======== Data for the task ========
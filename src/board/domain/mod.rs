//! Domain model for board drag-and-drop.
//!
//! The board domain models task cards, their column assignment, viewport
//! geometry and the single drag session while keeping rendering and
//! persistence concerns outside of the domain boundary.

mod error;
mod geometry;
mod ids;
mod input;
mod item;
mod session;

pub use error::{BoardDomainError, ParseModalityError, ParsePriorityError};
pub use geometry::{Point, Rect};
pub use ids::{ContainerId, DragSessionId, ItemId};
pub use input::{InputModality, PointerId, PressEvent, PressTarget};
pub use item::{Item, ItemPayload, Priority};
pub use session::{DragPhase, DragSession, DragSnapshot};
//! End-to-end drag flows against the in-memory board.

use super::helpers::{BoardRig, COMPLETED_CENTRE, IN_PROGRESS_CENTRE, TODO_CENTRE, board_rig};
use eyre::ensure;
use questboard::board::{
    adapters::memory::ObservedEvent,
    domain::{ContainerId, DragPhase, InputModality, ItemId, Point, PointerId, PressEvent},
    services::{DragOutcome, PressOutcome, ReleaseOutcome, TapKind},
};
use rstest::{fixture, rstest};
use std::time::Duration;

const FINGER: PointerId = PointerId::new(1);
const MOUSE: PointerId = PointerId::new(7);

#[fixture]
fn rig() -> BoardRig {
    board_rig().unwrap_or_else(|err| panic!("board setup: {err}"))
}

fn press_card(
    item: &str,
    pointer_id: PointerId,
    modality: InputModality,
    at: Point,
) -> PressEvent {
    let id = ItemId::new(item).unwrap_or_else(|err| panic!("item id: {err}"));
    PressEvent::on_card(pointer_id, modality, id, at)
}

#[rstest]
fn touch_long_press_moves_card_to_hovered_column(mut rig: BoardRig) -> eyre::Result<()> {
    let armed = rig
        .engine
        .press(&press_card("t1", FINGER, InputModality::Touch, TODO_CENTRE));
    ensure!(
        matches!(armed, PressOutcome::Pending { .. }),
        "expected pending press"
    );

    rig.wait(1_000);
    ensure!(
        rig.engine.phase() == DragPhase::Dragging,
        "long press did not activate"
    );

    rig.engine.pointer_moved(FINGER, IN_PROGRESS_CENTRE);
    let released = rig.engine.release(FINGER);

    let ReleaseOutcome::Finished(DragOutcome::Committed(record)) = released else {
        eyre::bail!("expected a committed move");
    };
    ensure!(record.item_id.as_str() == "t1", "wrong item committed");
    ensure!(record.from.as_str() == "todo", "wrong origin recorded");
    ensure!(
        record.to.as_str() == "in-progress",
        "wrong destination recorded"
    );

    ensure!(
        rig.column_of("t1")?.as_deref() == Some("in-progress"),
        "board not updated"
    );
    ensure!(
        rig.cards_in("todo")? == vec!["t2".to_owned()],
        "todo still holds t1"
    );
    ensure!(
        rig.cards_in("in-progress")? == vec!["t3".to_owned(), "t1".to_owned()],
        "moved card should append to its new column"
    );
    ensure!(
        rig.observer.commits().len() == 1,
        "commit reported more than once"
    );
    ensure!(
        rig.observer.last_session() == Some(None),
        "final session change must be null"
    );
    ensure!(
        rig.haptics.pulses() == vec![Duration::from_millis(50)],
        "missing haptic pulse"
    );
    ensure!(rig.surface.attached().is_empty(), "listeners left attached");
    Ok(())
}

#[rstest]
fn commit_is_reported_before_session_clears(mut rig: BoardRig) -> eyre::Result<()> {
    rig.engine
        .press(&press_card("t3", MOUSE, InputModality::Pointer, IN_PROGRESS_CENTRE));
    rig.engine.pointer_moved(MOUSE, COMPLETED_CENTRE);
    rig.engine.release(MOUSE);

    let events = rig.observer.events();
    let tail = events.iter().rev().take(2).collect::<Vec<_>>();
    ensure!(
        matches!(
            tail.as_slice(),
            [ObservedEvent::SessionChanged(None), ObservedEvent::Commit { .. }]
        ),
        "expected commit then session end, got {events:?}"
    );
    Ok(())
}

#[rstest]
fn mouse_drag_starts_without_hold_or_haptics(mut rig: BoardRig) -> eyre::Result<()> {
    let outcome = rig
        .engine
        .press(&press_card("t2", MOUSE, InputModality::Pointer, TODO_CENTRE));

    let PressOutcome::DragStarted(snapshot) = outcome else {
        eyre::bail!("mouse press should start a drag immediately");
    };
    ensure!(
        snapshot.origin_container_id.as_str() == "todo",
        "wrong origin"
    );
    ensure!(
        snapshot.hovered_container_id == Some(ContainerId::new("todo")?),
        "hover should be known from the first frame"
    );
    ensure!(rig.haptics.pulses().is_empty(), "pointer drags never pulse");
    ensure!(
        rig.surface.attach_calls() == 1,
        "listeners should attach once"
    );
    Ok(())
}

#[rstest]
#[case::same_column(TODO_CENTRE)]
#[case::gutter(Point::new(310.0, 300.0))]
#[case::off_board(Point::new(2_000.0, 300.0))]
fn release_outside_another_column_leaves_board_untouched(
    mut rig: BoardRig,
    #[case] drop_at: Point,
) -> eyre::Result<()> {
    rig.engine
        .press(&press_card("t1", MOUSE, InputModality::Pointer, TODO_CENTRE));
    rig.engine.pointer_moved(MOUSE, drop_at);
    let released = rig.engine.release(MOUSE);

    ensure!(
        matches!(released, ReleaseOutcome::Finished(DragOutcome::Dropped { .. })),
        "expected a drop without commit"
    );
    ensure!(
        rig.column_of("t1")?.as_deref() == Some("todo"),
        "card should stay put"
    );
    ensure!(rig.observer.commits().is_empty(), "nothing should commit");
    ensure!(
        rig.engine.phase() == DragPhase::Idle,
        "session should be gone"
    );
    Ok(())
}

#[rstest]
fn quick_touch_is_a_tap_and_never_drags(mut rig: BoardRig) -> eyre::Result<()> {
    rig.engine
        .press(&press_card("t1", FINGER, InputModality::Touch, TODO_CENTRE));
    rig.wait(120);
    let released = rig.engine.release(FINGER);

    ensure!(
        matches!(released, ReleaseOutcome::Tap(TapKind::Tap)),
        "expected a tap"
    );
    ensure!(
        rig.observer.session_changes().is_empty(),
        "tap must not open a session"
    );
    ensure!(
        rig.surface.attach_calls() == 0,
        "tap must not attach listeners"
    );
    Ok(())
}

#[rstest]
fn touch_finger_drifting_before_activation_still_drags_from_press(
    mut rig: BoardRig,
) -> eyre::Result<()> {
    rig.engine
        .press(&press_card("t1", FINGER, InputModality::Touch, TODO_CENTRE));
    rig.engine.pointer_moved(FINGER, Point::new(160.0, 320.0));
    rig.wait(999);
    ensure!(rig.engine.phase() == DragPhase::Pressed, "activated early");

    rig.wait(1);
    let snapshot = rig
        .engine
        .snapshot()
        .ok_or_else(|| eyre::eyre!("no session"))?;
    ensure!(
        snapshot.pointer_position == Point::new(160.0, 320.0),
        "last position lost"
    );
    Ok(())
}

#[rstest]
fn sequential_drags_each_commit_once(mut rig: BoardRig) -> eyre::Result<()> {
    for (item, from, to) in [
        ("t1", TODO_CENTRE, IN_PROGRESS_CENTRE),
        ("t1", IN_PROGRESS_CENTRE, COMPLETED_CENTRE),
        ("t2", TODO_CENTRE, COMPLETED_CENTRE),
    ] {
        rig.engine
            .press(&press_card(item, MOUSE, InputModality::Pointer, from));
        rig.engine.pointer_moved(MOUSE, to);
        rig.engine.release(MOUSE);
    }

    ensure!(rig.observer.commits().len() == 3, "expected three commits");
    ensure!(
        rig.cards_in("completed")? == vec!["t1".to_owned(), "t2".to_owned()],
        "completed column order"
    );
    ensure!(rig.cards_in("todo")?.is_empty(), "todo should be empty");
    ensure!(rig.surface.detach_calls() == 3, "each drag detaches once");
    Ok(())
}

#[rstest]
fn second_pointer_cannot_hijack_active_drag(mut rig: BoardRig) -> eyre::Result<()> {
    rig.engine
        .press(&press_card("t1", MOUSE, InputModality::Pointer, TODO_CENTRE));
    let intruder = rig
        .engine
        .press(&press_card("t2", FINGER, InputModality::Touch, TODO_CENTRE));
    ensure!(
        matches!(intruder, PressOutcome::Ignored(_)),
        "second press should be ignored"
    );

    rig.engine.pointer_moved(FINGER, COMPLETED_CENTRE);
    ensure!(
        matches!(rig.engine.release(FINGER), ReleaseOutcome::Ignored),
        "foreign release must not end the session"
    );
    ensure!(
        rig.engine.phase() == DragPhase::Dragging,
        "session should survive"
    );

    let snapshot = rig
        .engine
        .snapshot()
        .ok_or_else(|| eyre::eyre!("no session"))?;
    ensure!(
        snapshot.dragged_item_id.as_str() == "t1",
        "dragged item changed"
    );
    ensure!(
        snapshot.pointer_position == TODO_CENTRE,
        "foreign move leaked in"
    );
    Ok(())
}
//! Observer port for presentation consumers.

use crate::board::domain::{ContainerId, DragSnapshot, ItemId};

/// Receives session snapshots and committed moves.
pub trait SessionObserver: Send + Sync {
    /// Called after every session transition (begin, update, end, cancel).
    /// `None` means no session is active.
    fn on_session_changed(&self, snapshot: Option<&DragSnapshot>);

    /// Called once per committed move, after the session has been cleared.
    fn on_commit(&self, item_id: &ItemId, destination: &ContainerId);
}
//! Input surface that records listener registration.

use crate::board::{
    domain::{InputModality, PointerId},
    ports::InputSurface,
};
use std::sync::{Mutex, PoisonError};

#[derive(Debug, Default)]
struct Registrations {
    attached: Vec<(PointerId, InputModality)>,
    attach_calls: usize,
    detach_calls: usize,
}

/// Tracks which pointers currently have gesture listeners attached.
#[derive(Debug, Default)]
pub struct RecordingInputSurface {
    registrations: Mutex<Registrations>,
}

impl RecordingInputSurface {
    /// Creates a surface with no listeners.
    #[must_use]
    pub fn new() -> Self {
        Self::default()
    }

    /// Returns pointers with listeners currently attached.
    #[must_use]
    pub fn attached(&self) -> Vec<(PointerId, InputModality)> {
        self.registrations
            .lock()
            .unwrap_or_else(PoisonError::into_inner)
            .attached
            .clone()
    }

    /// Returns the number of attach calls so far.
    #[must_use]
    pub fn attach_calls(&self) -> usize {
        self.registrations
            .lock()
            .unwrap_or_else(PoisonError::into_inner)
            .attach_calls
    }

    /// Returns the number of detach calls so far.
    #[must_use]
    pub fn detach_calls(&self) -> usize {
        self.registrations
            .lock()
            .unwrap_or_else(PoisonError::into_inner)
            .detach_calls
    }
}

impl InputSurface for RecordingInputSurface {
    fn attach(&self, pointer_id: PointerId, modality: InputModality) {
        let mut registrations = self
            .registrations
            .lock()
            .unwrap_or_else(PoisonError::into_inner);
        registrations.attach_calls += 1;
        registrations.attached.push((pointer_id, modality));
    }

    fn detach(&self, pointer_id: PointerId) {
        let mut registrations = self
            .registrations
            .lock()
            .unwrap_or_else(PoisonError::into_inner);
        registrations.detach_calls += 1;
        registrations.attached.retain(|(id, _)| *id != pointer_id);
    }
}
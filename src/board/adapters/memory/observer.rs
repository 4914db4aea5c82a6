//! Observer that records everything the engine publishes.

use crate::board::{
    domain::{ContainerId, DragSnapshot, ItemId},
    ports::SessionObserver,
};
use std::sync::{Mutex, PoisonError};

/// One notification received from the engine.
#[derive(Debug, Clone, PartialEq)]
pub enum ObservedEvent {
    /// A session transition; `None` means the session ended.
    SessionChanged(Option<DragSnapshot>),
    /// A committed move.
    Commit {
        /// Item that moved.
        item_id: ItemId,
        /// Its new column.
        destination: ContainerId,
    },
}

/// Thread-safe event recorder.
#[derive(Debug, Default)]
pub struct RecordingObserver {
    events: Mutex<Vec<ObservedEvent>>,
}

impl RecordingObserver {
    /// Creates an empty recorder.
    #[must_use]
    pub fn new() -> Self {
        Self::default()
    }

    fn push(&self, event: ObservedEvent) {
        self.events
            .lock()
            .unwrap_or_else(PoisonError::into_inner)
            .push(event);
    }

    /// Returns all events in arrival order.
    #[must_use]
    pub fn events(&self) -> Vec<ObservedEvent> {
        self.events
            .lock()
            .unwrap_or_else(PoisonError::into_inner)
            .clone()
    }

    /// Returns committed moves in order.
    #[must_use]
    pub fn commits(&self) -> Vec<(ItemId, ContainerId)> {
        self.events()
            .into_iter()
            .filter_map(|event| match event {
                ObservedEvent::Commit {
                    item_id,
                    destination,
                } => Some((item_id, destination)),
                ObservedEvent::SessionChanged(_) => None,
            })
            .collect()
    }

    /// Returns every published session state in order.
    #[must_use]
    pub fn session_changes(&self) -> Vec<Option<DragSnapshot>> {
        self.events()
            .into_iter()
            .filter_map(|event| match event {
                ObservedEvent::SessionChanged(snapshot) => Some(snapshot),
                ObservedEvent::Commit { .. } => None,
            })
            .collect()
    }

    /// Returns the most recently published session state, or `None` when
    /// nothing was published yet.
    #[must_use]
    pub fn last_session(&self) -> Option<Option<DragSnapshot>> {
        self.session_changes().pop()
    }
}

impl SessionObserver for RecordingObserver {
    fn on_session_changed(&self, snapshot: Option<&DragSnapshot>) {
        self.push(ObservedEvent::SessionChanged(snapshot.cloned()));
    }

    fn on_commit(&self, item_id: &ItemId, destination: &ContainerId) {
        self.push(ObservedEvent::Commit {
            item_id: item_id.clone(),
            destination: destination.clone(),
        });
    }
}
========
Task goal:
Every line above with the word "armed" is to be copied out.

The completed task:
    let armed = rig
        matches!(armed, PressOutcome::Pending { .. }),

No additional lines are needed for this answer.